• **Material shown**
%%

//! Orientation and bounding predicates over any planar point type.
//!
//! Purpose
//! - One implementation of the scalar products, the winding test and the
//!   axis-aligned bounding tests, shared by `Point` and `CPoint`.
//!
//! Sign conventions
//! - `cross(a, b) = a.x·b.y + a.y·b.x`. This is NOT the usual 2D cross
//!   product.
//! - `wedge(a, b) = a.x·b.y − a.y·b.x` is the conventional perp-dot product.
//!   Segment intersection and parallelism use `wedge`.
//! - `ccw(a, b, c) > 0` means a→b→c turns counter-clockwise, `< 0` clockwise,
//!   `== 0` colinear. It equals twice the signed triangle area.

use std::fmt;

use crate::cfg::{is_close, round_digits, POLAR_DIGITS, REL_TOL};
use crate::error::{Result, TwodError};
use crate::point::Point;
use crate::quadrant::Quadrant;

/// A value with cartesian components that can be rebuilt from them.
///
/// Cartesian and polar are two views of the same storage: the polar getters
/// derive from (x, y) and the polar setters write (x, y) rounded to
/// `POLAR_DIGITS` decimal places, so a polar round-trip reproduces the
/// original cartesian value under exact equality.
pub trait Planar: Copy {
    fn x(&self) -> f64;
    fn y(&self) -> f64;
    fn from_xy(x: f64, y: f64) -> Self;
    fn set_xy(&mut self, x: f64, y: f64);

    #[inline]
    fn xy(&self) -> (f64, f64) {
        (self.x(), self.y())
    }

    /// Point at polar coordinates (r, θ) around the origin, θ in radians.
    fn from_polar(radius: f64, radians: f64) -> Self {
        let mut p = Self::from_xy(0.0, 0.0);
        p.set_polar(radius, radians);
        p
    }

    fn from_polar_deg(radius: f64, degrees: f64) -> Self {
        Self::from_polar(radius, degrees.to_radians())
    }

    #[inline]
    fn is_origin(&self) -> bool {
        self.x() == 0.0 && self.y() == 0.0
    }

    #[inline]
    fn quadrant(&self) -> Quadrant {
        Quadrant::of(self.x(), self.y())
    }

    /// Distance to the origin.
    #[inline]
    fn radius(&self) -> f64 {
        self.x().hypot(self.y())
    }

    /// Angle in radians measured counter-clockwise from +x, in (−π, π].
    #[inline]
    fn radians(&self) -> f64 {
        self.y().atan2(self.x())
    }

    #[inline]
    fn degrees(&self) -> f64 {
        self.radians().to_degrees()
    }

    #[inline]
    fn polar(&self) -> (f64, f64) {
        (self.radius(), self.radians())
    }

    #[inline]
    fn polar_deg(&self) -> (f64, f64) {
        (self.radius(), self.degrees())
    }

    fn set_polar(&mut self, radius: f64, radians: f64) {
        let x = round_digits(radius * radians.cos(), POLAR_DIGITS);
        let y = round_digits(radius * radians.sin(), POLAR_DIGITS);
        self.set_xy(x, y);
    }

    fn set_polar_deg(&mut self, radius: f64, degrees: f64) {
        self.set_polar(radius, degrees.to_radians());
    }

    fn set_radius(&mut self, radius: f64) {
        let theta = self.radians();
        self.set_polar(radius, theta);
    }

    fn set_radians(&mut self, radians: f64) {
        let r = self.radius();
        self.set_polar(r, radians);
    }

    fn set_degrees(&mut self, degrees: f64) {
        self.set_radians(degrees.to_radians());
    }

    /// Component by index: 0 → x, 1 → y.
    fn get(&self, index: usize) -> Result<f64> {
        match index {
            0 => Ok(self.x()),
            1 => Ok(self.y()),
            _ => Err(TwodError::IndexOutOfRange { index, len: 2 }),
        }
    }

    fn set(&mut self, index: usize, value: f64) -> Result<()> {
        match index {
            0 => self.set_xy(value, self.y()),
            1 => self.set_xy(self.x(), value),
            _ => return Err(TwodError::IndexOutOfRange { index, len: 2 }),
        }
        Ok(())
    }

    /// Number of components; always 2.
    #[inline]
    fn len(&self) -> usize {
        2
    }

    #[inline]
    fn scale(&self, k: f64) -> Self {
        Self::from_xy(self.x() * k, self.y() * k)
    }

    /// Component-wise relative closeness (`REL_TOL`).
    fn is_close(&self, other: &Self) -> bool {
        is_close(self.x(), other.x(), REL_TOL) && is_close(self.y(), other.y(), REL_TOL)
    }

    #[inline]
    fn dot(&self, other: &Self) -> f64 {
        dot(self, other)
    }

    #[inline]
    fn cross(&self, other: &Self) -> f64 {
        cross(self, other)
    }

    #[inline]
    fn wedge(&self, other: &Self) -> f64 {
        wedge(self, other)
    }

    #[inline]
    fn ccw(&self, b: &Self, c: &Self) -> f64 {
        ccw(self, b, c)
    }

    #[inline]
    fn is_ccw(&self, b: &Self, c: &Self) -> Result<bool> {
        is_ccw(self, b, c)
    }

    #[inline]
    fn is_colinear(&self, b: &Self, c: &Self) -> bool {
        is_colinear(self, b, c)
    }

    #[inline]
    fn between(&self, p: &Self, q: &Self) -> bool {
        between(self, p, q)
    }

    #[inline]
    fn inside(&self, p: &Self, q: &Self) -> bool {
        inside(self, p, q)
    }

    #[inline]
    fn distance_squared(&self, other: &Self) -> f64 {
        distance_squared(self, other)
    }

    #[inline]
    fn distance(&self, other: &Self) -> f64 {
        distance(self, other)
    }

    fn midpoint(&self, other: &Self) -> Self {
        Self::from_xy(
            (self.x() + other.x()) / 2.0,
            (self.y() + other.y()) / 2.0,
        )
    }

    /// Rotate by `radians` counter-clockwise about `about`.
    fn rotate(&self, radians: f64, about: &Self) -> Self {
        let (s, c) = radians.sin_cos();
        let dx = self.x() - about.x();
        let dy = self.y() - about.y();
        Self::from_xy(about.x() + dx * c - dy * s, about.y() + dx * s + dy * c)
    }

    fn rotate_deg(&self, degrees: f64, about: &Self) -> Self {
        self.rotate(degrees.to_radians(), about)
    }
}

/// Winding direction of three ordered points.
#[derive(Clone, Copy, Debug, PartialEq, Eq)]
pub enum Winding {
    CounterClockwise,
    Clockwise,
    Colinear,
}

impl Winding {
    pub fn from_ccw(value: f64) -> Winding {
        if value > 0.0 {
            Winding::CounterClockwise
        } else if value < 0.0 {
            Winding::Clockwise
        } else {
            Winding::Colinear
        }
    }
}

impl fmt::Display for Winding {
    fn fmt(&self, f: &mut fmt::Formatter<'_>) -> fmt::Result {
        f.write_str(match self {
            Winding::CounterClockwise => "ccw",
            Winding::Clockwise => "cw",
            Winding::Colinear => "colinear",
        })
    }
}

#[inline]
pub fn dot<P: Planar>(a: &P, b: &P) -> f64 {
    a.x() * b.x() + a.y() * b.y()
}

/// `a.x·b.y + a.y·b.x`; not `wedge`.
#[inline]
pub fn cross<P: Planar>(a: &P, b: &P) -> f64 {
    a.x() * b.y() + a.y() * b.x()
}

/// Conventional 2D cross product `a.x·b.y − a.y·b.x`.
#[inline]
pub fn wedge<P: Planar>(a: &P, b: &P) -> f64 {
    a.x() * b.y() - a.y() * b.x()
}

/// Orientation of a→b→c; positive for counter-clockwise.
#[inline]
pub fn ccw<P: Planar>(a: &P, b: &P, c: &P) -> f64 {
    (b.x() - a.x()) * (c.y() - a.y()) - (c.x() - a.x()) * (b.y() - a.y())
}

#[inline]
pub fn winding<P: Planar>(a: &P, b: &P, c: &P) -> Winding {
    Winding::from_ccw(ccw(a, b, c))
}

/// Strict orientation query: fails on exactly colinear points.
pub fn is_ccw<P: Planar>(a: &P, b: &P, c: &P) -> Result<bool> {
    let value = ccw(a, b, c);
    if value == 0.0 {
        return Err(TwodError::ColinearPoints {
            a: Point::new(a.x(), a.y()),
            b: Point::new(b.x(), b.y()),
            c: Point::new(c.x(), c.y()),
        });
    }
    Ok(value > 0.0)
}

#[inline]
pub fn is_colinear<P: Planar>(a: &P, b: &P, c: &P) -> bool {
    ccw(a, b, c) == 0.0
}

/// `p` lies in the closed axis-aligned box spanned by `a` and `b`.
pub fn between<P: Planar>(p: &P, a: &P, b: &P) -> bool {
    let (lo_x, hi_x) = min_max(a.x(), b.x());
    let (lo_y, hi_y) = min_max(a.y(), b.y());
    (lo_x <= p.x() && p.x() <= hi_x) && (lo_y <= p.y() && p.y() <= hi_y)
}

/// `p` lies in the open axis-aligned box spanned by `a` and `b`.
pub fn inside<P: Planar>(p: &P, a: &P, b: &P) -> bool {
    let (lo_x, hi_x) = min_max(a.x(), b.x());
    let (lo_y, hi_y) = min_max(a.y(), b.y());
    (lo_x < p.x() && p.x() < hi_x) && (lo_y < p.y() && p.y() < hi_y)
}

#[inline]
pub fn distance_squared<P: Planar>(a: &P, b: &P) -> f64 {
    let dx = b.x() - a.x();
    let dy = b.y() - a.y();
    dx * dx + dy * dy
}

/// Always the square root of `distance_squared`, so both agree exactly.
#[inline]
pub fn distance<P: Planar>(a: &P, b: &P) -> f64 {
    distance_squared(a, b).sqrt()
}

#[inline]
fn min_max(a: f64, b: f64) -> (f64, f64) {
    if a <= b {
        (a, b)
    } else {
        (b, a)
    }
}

%%

• **Your instructions**
Which lines in the records above contain the word "between"? Copy each one.

• **Exercise response**
    fn between(&self, p: &Self, q: &Self) -> bool {
        between(self, p, q)
pub fn between<P: Planar>(p: &P, a: &P, b: &P) -> bool {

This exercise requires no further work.